The present invention provides kits and assay methods for the early detection of pathogens, precise identification of the etiologic agent, and improved disease surveillance. More specifically, the present invention discloses an immunoassay leading to the rapid and simultaneous detection of antibodies to a wide range of infectious pathogens in biological fluids of infected patients. This immunoassay involves the covalent and oriented coupling of fusion proteins comprising an AGT enzyme and a viral antigen on an identifiable solid support (e.g. fluorescent microspheres), said support being previously coated with an AGT substrate. This coupling is mediated by the irreversible reaction of the AGT enzyme on its substrate. The thus obtained antigen-coupled microspheres show enhanced capture of specific antibodies as compared to antigen-coupled microspheres produced by standard amine coupling procedures. The methods of the invention possess the ability to multiplex, minimize the amount of biological sample, and have enhanced sensitivity and specificity toward target antibodies as compared with classical ELISA or Radio-Immunoprecipitation assays.

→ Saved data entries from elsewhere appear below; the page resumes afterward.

use std::collections::HashMap;
use std::path::{Path, PathBuf};

use anyhow::Context;
use calamine::{open_workbook_auto, Data, Reader};

use crate::error::InputError;
use crate::models::{QuarterRecord, RosterRecord};

const DEPARTMENT: &str = "Department";
const EXECUTIVE_HEAD: [&str; 2] = ["Executive Head", "ExecutiveHead"];
const TRAINING_SCORE: [&str; 2] = ["Training Score", "TrainingScore"];
const EMAIL: &str = "Email";

/// Cell values a dataframe reader treats as missing.
const NA_TOKENS: [&str; 18] = [
    "NA", "N/A", "n/a", "NaN", "nan", "-NaN", "-nan", "NULL", "null", "None", "#N/A",
    "#N/A N/A", "#NA", "<NA>", "1.#IND", "-1.#IND", "1.#QNAN", "-1.#QNAN",
];

/// Department to executive lookup built from the roster file.
#[derive(Debug, Clone, Default)]
pub struct Roster {
    executives: HashMap<String, Option<String>>,
}

impl Roster {
    pub fn from_records(path: &Path, records: Vec<RosterRecord>) -> Result<Self, InputError> {
        let mut executives = HashMap::with_capacity(records.len());

        for record in records {
            if record.department.trim().is_empty() {
                continue;
            }
            let executive = record.executive_head.filter(|name| !name.trim().is_empty());
            if executives.insert(record.department.clone(), executive).is_some() {
                return Err(InputError::DuplicateDepartment {
                    path: path.to_path_buf(),
                    department: record.department,
                });
            }
        }

        Ok(Self { executives })
    }

    pub fn executive_for(&self, department: &str) -> Option<&str> {
        self.executives.get(department).and_then(|exec| exec.as_deref())
    }

    pub fn len(&self) -> usize {
        self.executives.len()
    }
}

pub fn load_roster(path: &Path) -> anyhow::Result<Roster> {
    let records = if has_extension(path, "csv") {
        read_roster_csv(path)?
    } else {
        read_roster_workbook(path)?
    };

    Ok(Roster::from_records(path, records)?)
}

pub fn load_quarter(path: &Path) -> anyhow::Result<Vec<QuarterRecord>> {
    let mut reader = csv::Reader::from_path(path)
        .with_context(|| format!("failed to open quarterly file {}", path.display()))?;

    let headers = reader.headers()?.clone();
    require_column(path, &headers, &[DEPARTMENT])?;
    require_column(path, &headers, &TRAINING_SCORE)?;
    require_column(path, &headers, &[EMAIL])?;

    let mut records = Vec::new();
    for result in reader.deserialize::<QuarterRecord>() {
        let row = result.with_context(|| format!("malformed row in {}", path.display()))?;
        records.push(row);
    }

    tracing::debug!(path = %path.display(), rows = records.len(), "quarterly file loaded");
    Ok(records)
}

/// A training score counts as present unless the cell is empty or exactly an NA token.
pub fn is_completed(score: Option<&str>) -> bool {
    match score {
        None | Some("") => false,
        Some(value) => !NA_TOKENS.contains(&value),
    }
}

fn read_roster_csv(path: &Path) -> anyhow::Result<Vec<RosterRecord>> {
    let mut reader = csv::Reader::from_path(path)
        .with_context(|| format!("failed to open roster {}", path.display()))?;

    let headers = reader.headers()?.clone();
    require_column(path, &headers, &[DEPARTMENT])?;
    require_column(path, &headers, &EXECUTIVE_HEAD)?;

    let mut records = Vec::new();
    for result in reader.deserialize::<RosterRecord>() {
        records.push(result.with_context(|| format!("malformed row in {}", path.display()))?);
    }
    Ok(records)
}

fn read_roster_workbook(path: &Path) -> anyhow::Result<Vec<RosterRecord>> {
    let mut workbook = open_workbook_auto(path)
        .with_context(|| format!("failed to open roster {}", path.display()))?;
    let range = workbook
        .worksheet_range_at(0)
        .ok_or_else(|| InputError::EmptyWorkbook {
            path: path.to_path_buf(),
        })?
        .with_context(|| format!("failed to read first worksheet of {}", path.display()))?;

    let mut rows = range.rows();
    let headers: Vec<String> = rows
        .next()
        .map(|row| row.iter().map(|cell| cell_text(cell).unwrap_or_default()).collect())
        .unwrap_or_default();

    let department_idx = column_index(path, &headers, &[DEPARTMENT])?;
    let executive_idx = column_index(path, &headers, &EXECUTIVE_HEAD)?;

    let records = rows
        .filter_map(|row| {
            let department = row.get(department_idx).and_then(cell_text)?;
            Some(RosterRecord {
                department,
                executive_head: row.get(executive_idx).and_then(cell_text),
            })
        })
        .collect();

    Ok(records)
}

pub(crate) fn cell_text(cell: &Data) -> Option<String> {
    match cell {
        Data::Empty => None,
        Data::String(value) if value.is_empty() => None,
        Data::String(value) => Some(value.clone()),
        other => Some(other.to_string()),
    }
}

fn require_column(
    path: &Path,
    headers: &csv::StringRecord,
    names: &[&str],
) -> Result<(), InputError> {
    let found = headers.iter().any(|header| names.contains(&header));
    if found {
        Ok(())
    } else {
        Err(missing_column(path, names))
    }
}

pub(crate) fn column_index(
    path: &Path,
    headers: &[String],
    names: &[&str],
) -> Result<usize, InputError> {
    headers
        .iter()
        .position(|header| names.contains(&header.as_str()))
        .ok_or_else(|| missing_column(path, names))
}

fn missing_column(path: &Path, names: &[&str]) -> InputError {
    InputError::MissingColumn {
        path: PathBuf::from(path),
        column: names[0].to_string(),
    }
}

fn has_extension(path: &Path, extension: &str) -> bool {
    path.extension()
        .and_then(|ext| ext.to_str())
        .map(|ext| ext.eq_ignore_ascii_case(extension))
        .unwrap_or(false)
}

机译:本发明提供了用于病原体的早期检测,病原体的精确鉴定和改善的疾病监测的试剂盒和测定方法。更具体地,本发明公开了一种免疫测定法,其导致快速和同时检测针对被感染患者的生物流体中的多种感染性病原体的抗体。该免疫测定法包括在可识别的固体支持物(例如荧光微球)上的包含AGT酶和病毒抗原的融合蛋白的共价和定向偶联,所述支持物先前被AGT底物包被。这种偶联是由AGT酶在其底物上发生的不可逆反应介导的。与通过标准胺偶联方法产生的抗原偶联的微球相比,如此获得的抗原偶联的微球显示出增强的特异性抗体捕获。与经典的ELISA或放射性免疫沉淀测定法相比,本发明的方法具有多重能力,使生物样品的量最小化,并且对靶抗体具有增强的敏感性和特异性。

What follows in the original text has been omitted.